Since our last update, the Senate failed in several attempts to pass either the House bill or any others to repeal and replace the ACA. On October 12, a frustrated President Trump issued an Executive Order designed to do as much as could be accomplished without legislation. Most of the Executive Order concerns changing the rules for Association Health Plans, and will be covered in a future Update. But one section directs the IRS, DOL, and HHS to act within 120 days to prepare regulations or revise guidance to increase the usability of HRAs “and to allow HRAs to be used in conjunction with non-group coverage.”

As we previously reported here, “Premium Reimbursement Arrangements” are a long-standing practice under which (usually small) employers would reimburse their employees, on a tax-free basis, for premiums that the employee paid for individual health insurance. (HRAs could also be used for this purpose, and might cover other medical expenses too.) The tax status of such arrangements is well-established, but under the ACA the IRS took the position in Notice 2013-54 that such arrangements would violate certain provisions of the ACA and subject the employers to hefty penalties. The IRS and later legislation provided penalty relief, but still expected all such arrangements to be abandoned by the end of 2016.

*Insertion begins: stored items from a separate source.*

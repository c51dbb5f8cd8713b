use std::collections::HashMap;
use std::fs;
use std::path::{
  Path,
  PathBuf
};
use std::time::Duration;

use anyhow::{
  Context,
  anyhow
};
use taskdeck_shared::Session;
use tracing::{
  debug,
  info,
  trace,
  warn
};

pub const DEFAULT_API_URL: &str =
  "http://localhost:5000/api";
pub const DEFAULT_TIMEOUT_SECS: u64 = 30;

const ENV_OVERRIDES: [(&str, &str); 2] = [
  ("TASKDECK_API_URL", "api.url"),
  ("TASKDECK_TOKEN", "api.token")
];

#[derive(Debug, Clone)]
pub struct Config {
  map:              HashMap<String, String>,
  pub loaded_files: Vec<PathBuf>
}

impl Config {
  pub fn defaults() -> Self {
    let mut cfg = Config {
      map:          HashMap::new(),
      loaded_files: vec![]
    };

    cfg.map.insert(
      "api.url".to_string(),
      DEFAULT_API_URL.to_string()
    );
    cfg.map.insert(
      "api.timeout".to_string(),
      DEFAULT_TIMEOUT_SECS.to_string()
    );
    cfg.map.insert(
      "color".to_string(),
      "on".to_string()
    );
    cfg
  }

  #[tracing::instrument(skip(
    rc_override
  ))]
  pub fn load(
    rc_override: Option<&Path>
  ) -> anyhow::Result<Self> {
    let mut cfg = Self::defaults();

    let rc = resolve_rc_path(rc_override)?;
    if let Some(path) = rc {
      info!(rc = %path.display(), "loading taskdeckrc");
      cfg.load_file(&path)?;
    } else {
      warn!(
        "no taskdeckrc found; using \
         defaults"
      );
    }

    cfg.apply_overrides(
      ENV_OVERRIDES.iter().filter_map(
        |(var, key)| {
          std::env::var(var).ok().map(
            |value| {
              (key.to_string(), value)
            }
          )
        }
      )
    );

    Ok(cfg)
  }

  #[tracing::instrument(skip(
    self, overrides
  ))]
  pub fn apply_overrides<I>(
    &mut self,
    overrides: I
  ) where
    I: IntoIterator<
      Item = (String, String)
    >
  {
    for (k, v) in overrides {
      let key = k
        .strip_prefix("rc.")
        .unwrap_or(&k)
        .to_string();
      if key == "api.token" {
        debug!(key = %key, "applying override");
      } else {
        debug!(key = %key, value = %v, "applying override");
      }
      self.map.insert(key, v);
    }
  }

  pub fn get(
    &self,
    key: &str
  ) -> Option<String> {
    self.map.get(key).cloned()
  }

  pub fn get_bool(
    &self,
    key: &str
  ) -> anyhow::Result<Option<bool>> {
    self
      .map
      .get(key)
      .map(|v| {
        parse_bool(v).ok_or_else(|| {
          anyhow!("invalid {key} setting: {v}")
        })
      })
      .transpose()
  }

  /// `color`, defaulting to on.
  pub fn color(
    &self
  ) -> anyhow::Result<bool> {
    Ok(
      self
        .get_bool("color")?
        .unwrap_or(true)
    )
  }

  pub fn api_url(&self) -> String {
    self
      .get("api.url")
      .filter(|url| !url.trim().is_empty())
      .unwrap_or_else(|| {
        DEFAULT_API_URL.to_string()
      })
  }

  pub fn timeout(
    &self
  ) -> anyhow::Result<Duration> {
    let raw = self
      .get("api.timeout")
      .unwrap_or_else(|| {
        DEFAULT_TIMEOUT_SECS.to_string()
      });
    let secs =
      raw.trim().parse::<u64>().map_err(
        |_| {
          anyhow!(
            "invalid api.timeout: {raw}"
          )
        }
      )?;
    Ok(Duration::from_secs(secs))
  }

  /// Session built from the configured
  /// token; no token means logged out.
  pub fn session(&self) -> Session {
    match self.get("api.token") {
      | Some(token) => Session::new(token),
      | None => Session::anonymous()
    }
  }

  #[tracing::instrument(skip(self))]
  fn load_file(
    &mut self,
    path: &Path
  ) -> anyhow::Result<()> {
    let path = expand_tilde(path);
    let text =
      fs::read_to_string(&path)
        .with_context(|| {
          format!(
            "failed to read {}",
            path.display()
          )
        })?;

    self
      .loaded_files
      .push(path.clone());

    let base_dir = path
      .parent()
      .map(|p| p.to_path_buf())
      .unwrap_or_else(|| {
        PathBuf::from(".")
      });

    for (line_num, raw_line) in
      text.lines().enumerate()
    {
      let line = strip_comment(raw_line);
      if line.is_empty() {
        continue;
      }

      if let Some(include_rest) =
        line.strip_prefix("include ")
      {
        let include_path =
          resolve_include_path(
            &base_dir,
            include_rest.trim()
          )?;
        debug!(
            file = %path.display(),
            include = %include_path.display(),
            line = line_num + 1,
            "processing include"
        );

        if include_path.exists() {
          self
            .load_file(&include_path)?;
        } else {
          warn!(include = %include_path.display(), "include file does not exist; skipping");
        }
        continue;
      }

      let (k, v) = line
        .split_once('=')
        .ok_or_else(|| {
          anyhow!(
            "invalid config line \
             {}:{}: {}",
            path.display(),
            line_num + 1,
            raw_line
          )
        })?;

      let key = k.trim().to_string();
      let value = v.trim().to_string();
      trace!(key = %key, "loaded config key");
      self.map.insert(key, value);
    }

    Ok(())
  }
}

#[tracing::instrument(skip(
  override_path
))]
fn resolve_rc_path(
  override_path: Option<&Path>
) -> anyhow::Result<Option<PathBuf>> {
  if let Some(path) = override_path {
    return Ok(Some(path.to_path_buf()));
  }

  if let Ok(rc_env) =
    std::env::var("TASKDECKRC")
  {
    if rc_env == "/dev/null" {
      return Ok(None);
    }
    return Ok(Some(PathBuf::from(
      rc_env
    )));
  }

  let home = dirs::home_dir()
    .ok_or_else(|| {
      anyhow!(
        "cannot determine home \
         directory"
      )
    })?;
  let candidate =
    home.join(".taskdeckrc");
  if candidate.exists() {
    return Ok(Some(candidate));
  }

  Ok(None)
}

fn resolve_include_path(
  base_dir: &Path,
  include: &str
) -> anyhow::Result<PathBuf> {
  if include.trim().is_empty() {
    return Err(anyhow!(
      "include path cannot be empty"
    ));
  }

  let raw = PathBuf::from(include);
  let expanded = expand_tilde(&raw);
  if expanded.is_absolute() {
    Ok(expanded)
  } else {
    Ok(base_dir.join(expanded))
  }
}

fn expand_tilde(
  path: &Path
) -> PathBuf {
  let text = path.to_string_lossy();
  if let Some(rest) =
    text.strip_prefix("~/")
    && let Some(home) = dirs::home_dir()
  {
    return home.join(rest);
  }
  path.to_path_buf()
}

fn parse_bool(s: &str) -> Option<bool> {
  match s
    .trim()
    .to_ascii_lowercase()
    .as_str()
  {
    | "1" | "y" | "yes" | "on" | "true" => {
      Some(true)
    }
    | "0" | "n" | "no" | "off"
    | "false" => Some(false),
    | _ => None
  }
}

/// Drops a trailing `#` comment. A `#`
/// only starts a comment at the line
/// start or after whitespace, so values
/// such as tokens may contain it.
fn strip_comment(raw: &str) -> &str {
  let line = raw.trim();
  if line.starts_with('#') {
    return "";
  }
  let cut = line
    .char_indices()
    .zip(line.chars().skip(1))
    .find(|((_, ch), next)| {
      ch.is_whitespace() && *next == '#'
    })
    .map(|((idx, _), _)| idx);
  match cut {
    | Some(idx) => line[..idx].trim_end(),
    | None => line
  }
}

#[cfg(test)]
mod tests {
  use std::fs;
  use std::time::Duration;

  use tempfile::tempdir;

  use super::{
    Config,
    DEFAULT_API_URL
  };

  #[test]
  fn defaults_point_at_local_api() {
    let cfg = Config::defaults();
    assert_eq!(cfg.api_url(), DEFAULT_API_URL);
    assert_eq!(
      cfg.timeout().expect("timeout"),
      Duration::from_secs(30)
    );
    assert!(!cfg.session().is_active());
    assert!(cfg.color().expect("color"));
  }

  #[test]
  fn reads_rc_file_with_comments_and_includes()
  {
    let dir = tempdir().expect("tempdir");
    fs::write(
      dir.path().join("secret.rc"),
      "api.token = abc123\n"
    )
    .expect("write include");
    let rc = dir.path().join("taskdeckrc");
    fs::write(
      &rc,
      "# local dev\n\
       api.url = http://127.0.0.1:9000/api  # proxy\n\
       api.timeout=5\n\
       include secret.rc\n\
       include missing.rc\n"
    )
    .expect("write rc");

    let mut cfg = Config::defaults();
    cfg.load_file(&rc).expect("load rc");

    assert_eq!(
      cfg.api_url(),
      "http://127.0.0.1:9000/api"
    );
    assert_eq!(
      cfg.timeout().expect("timeout"),
      Duration::from_secs(5)
    );
    assert_eq!(cfg.session().token, "abc123");
    assert_eq!(cfg.loaded_files.len(), 2);
  }

  #[test]
  fn rejects_lines_without_equals() {
    let dir = tempdir().expect("tempdir");
    let rc = dir.path().join("taskdeckrc");
    fs::write(&rc, "api.url\n").expect("write rc");

    let err = Config::defaults()
      .load_file(&rc)
      .expect_err("must reject");
    assert!(
      err.to_string().contains("invalid config line")
    );
  }

  #[test]
  fn overrides_strip_rc_prefix() {
    let mut cfg = Config::defaults();
    cfg.apply_overrides(vec![
      ("rc.color".to_string(), "off".to_string()),
      ("api.timeout".to_string(), "soon".to_string()),
    ]);
    assert!(!cfg.color().expect("color"));
    assert!(cfg.timeout().is_err());
  }

  #[test]
  fn hash_inside_value_is_kept() {
    let dir = tempdir().expect("tempdir");
    let rc = dir.path().join("taskdeckrc");
    fs::write(
      &rc,
      "api.token = abc#123 # issued by ops\n\
       api.url=http://h/api#frag\n"
    )
    .expect("write rc");

    let mut cfg = Config::defaults();
    cfg.load_file(&rc).expect("load rc");

    assert_eq!(cfg.session().token, "abc#123");
    assert_eq!(cfg.api_url(), "http://h/api#frag");
  }

  #[test]
  fn color_accepts_one_shared_vocabulary() {
    for (raw, expected) in [
      ("y", true),
      ("ON", true),
      ("n", false),
      ("0", false)
    ] {
      let mut cfg = Config::defaults();
      cfg.apply_overrides(vec![(
        "color".to_string(),
        raw.to_string()
      )]);
      assert_eq!(
        cfg.color().expect("color"),
        expected,
        "color = {raw}"
      );
    }

    let mut cfg = Config::defaults();
    cfg.apply_overrides(vec![(
      "color".to_string(),
      "maybe".to_string()
    )]);
    assert!(cfg.color().is_err());
  }
}
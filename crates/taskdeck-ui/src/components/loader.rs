use yew::{
  Html,
  function_component,
  html
};

#[function_component(Loader)]
pub fn loader() -> Html {
  html! {
      <div class="loader" role="status" aria-label="Loading">
          <span class="spinner"></span>
      </div>
  }
}
use taskdeck_shared::Session;

const SESSION_STORAGE_KEY: &str =
  "taskdeck.session";

fn local_storage()
-> Option<web_sys::Storage> {
  web_sys::window().and_then(|window| {
    window.local_storage().ok().flatten()
  })
}

pub fn load_session() -> Session {
  let stored = local_storage().and_then(
    |storage| {
      storage
        .get_item(SESSION_STORAGE_KEY)
        .ok()
        .flatten()
    }
  );

  match stored
    .as_deref()
    .map(serde_json::from_str::<Session>)
  {
    | Some(Ok(session)) => session,
    | Some(Err(err)) => {
      tracing::warn!(
        error = %err,
        "discarding unreadable stored \
         session"
      );
      Session::anonymous()
    }
    | None => Session::anonymous()
  }
}

pub fn save_session(session: &Session) {
  let Some(storage) = local_storage()
  else {
    return;
  };

  let result = if session.is_active() {
    match serde_json::to_string(session) {
      | Ok(raw) => storage.set_item(
        SESSION_STORAGE_KEY,
        &raw
      ),
      | Err(err) => {
        tracing::error!(
          error = %err,
          "failed to encode session"
        );
        return;
      }
    }
  } else {
    storage
      .remove_item(SESSION_STORAGE_KEY)
  };

  if result.is_err() {
    tracing::warn!(
      "failed to persist session"
    );
  }
}
use serde::{
  Deserialize,
  Serialize
};

/// Authentication state handed to every
/// operation that talks to the backend.
#[derive(
  Debug,
  Clone,
  Default,
  Serialize,
  Deserialize,
  PartialEq,
  Eq,
)]
pub struct Session {
  #[serde(default)]
  pub token:     String,
  #[serde(default)]
  pub logged_in: bool
}

impl Session {
  pub fn new(
    token: impl Into<String>
  ) -> Self {
    let token = token.into();
    let logged_in =
      !token.trim().is_empty();
    Self { token, logged_in }
  }

  pub fn anonymous() -> Self {
    Self::default()
  }

  pub fn is_active(&self) -> bool {
    self.logged_in
      && !self.token.trim().is_empty()
  }
}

The Executive Order clearly aims to revive the use of HRAs in such arrangements. Because the IRS position disallowing their use under the ACA was taken in IRS Notices, FAQs, and other informal guidance, its position could be reversed relatively quickly and without the public comment period required by formal rulemaking. However it is unlikely that it will be in place in time for the Exchange open enrollment period that starts November 1, so it may not have much immediate impact on new enrollees in the individual market. We will report on the new guidance that emerges. Some commentators have speculated that an influx of HRA-funded employees could help the individual insurance market, while others have pointed out that employers may hesitate to send their employees to an individual market that is currently in turmoil. It is also unclear how the availability of reimbursement from an HRA would affect an individual who would otherwise be eligible for a subsidy in the individual market.

Interestingly, the Executive Order and accompanying publicity did not mention the fact that such HRAs are already available under limited circumstances in the Qualified Small Employer Health Reimbursement Arrangement (QSEHRA) program enacted late in 2016. Read our previous advisory on this here. The QSEHRA program required prompt action to adopt it in time for 2017, so got off to a slow start. The Executive Order is intended to expand the use of HRAs beyond the QSEHRA program, although QSEHRAs will continue to remain available even if the broader use of HRAs is delayed or challenged.